In May 2006, The Mills Corporation was being investigated by the Securities and Exchange Commission (SEC) due to extensive accounting irregularities and fraudulent financial reporting. As a result, in February 2007, the company's portfolio, including Arundel Mills, would be acquired by Simon Property Group and Farallon Capital Management for $1.64 billion, following the rejection of Brookfield Asset Management's offer to acquire the Mills Corp. for $1.35 billion. The acquisition was completed in April 2007, and the Mills Corporation was rebranded as The Mills: A Simon Company.

In March 2009, Muvico sold the Arundel Mills Egyptian 24, along with three other theaters located in Florida, to Texas-based Cinemark Theatres as part of a multimillion-dollar deal.

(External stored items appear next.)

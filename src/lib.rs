//! # splotr
//!
//! Inspects MPEG audio files and decodes the 32-bit header that precedes
//! each compressed frame. Only the leading header of a buffer is decoded;
//! frames are not walked and audio samples are not decoded.
//!

pub mod error;
pub mod header;
pub mod loader;
pub mod report;
pub mod tables;
pub mod types;

#[cfg(test)]
mod tests;

pub use error::{HeaderError, HeaderResult, LoadError, LoadResult, SplotrError};
pub use header::{decode, encode, FrameHeader, HeaderField, FRAME_SYNC, HEADER_SIZE};
pub use loader::Mp3File;
pub use report::{render, yes_no, OutputFormat, ReportOptions};
pub use types::{ChannelMode, Emphasis, Layer, MpegVersion};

While the theater was rebranded as Cinemark Egyptian 24 in September 2009, the company initially stated that moviegoers would not notice major changes to the Egyptian-themed decor or operations during the transition.

The Cinemark Egyptian 24 was renovated in May 2010, including the conversion of one auditorium into the company's first "Extreme Digital" large-screen format in the region, featuring a floor-to-ceiling screen and a 24-speaker custom sound system, known as Cinemark XD. New carpeting, aisle lighting, 14 self-ticketing kiosks, and an expanded guest service area were also introduced, alongside a self-serve concession stand and a "Cafe Cinema" serving specialty snacks and drinks. During construction, a worker died after a 30-40 feet wall collapsed on them on July 29, 2011.

In March 2012, Simon Property Group acquired full control of the property's management by buying out Farallon's stake in 26 Landmark Mills malls for $1.5 billion. On June 6, 2012, Maryland Live! Casino (now Live! Casino & Hotel Maryland) opened to the public, adjacent to Arundel Mills. A second phase opened in September 2012. In winter 2013, Forever 21 opened at Arundel Mills, replacing FYE (For Your Entertainment), which relocated to a smaller space within the mall. On July 15, 2016, a 40-year-old worker suffered life-threatening injuries caused by a severe electrical shock while repairing the mall's HVAC units on the roof.

==== Phase I renovation ====
From 2017 through 2018, the mall interior underwent cosmetic upgrades, including new tile flooring, LED lighting, the installation of kiosks throughout the mall, and seating areas, to align with the more modern aesthetic of the neighboring casino and the newly opened Live! Hotel in April 2018. The renovations were developed by Simon Property Group and designed by the North Carolina-based Bartlett Hartley & Mulkey (BHM). During that time, Neiman Marcus Last Call closed its Arundel Mills location as part of a plan to close ten stores worldwide to focus on full-line stores. In mid-June 2017, Under Armour Factory House opened at the mall.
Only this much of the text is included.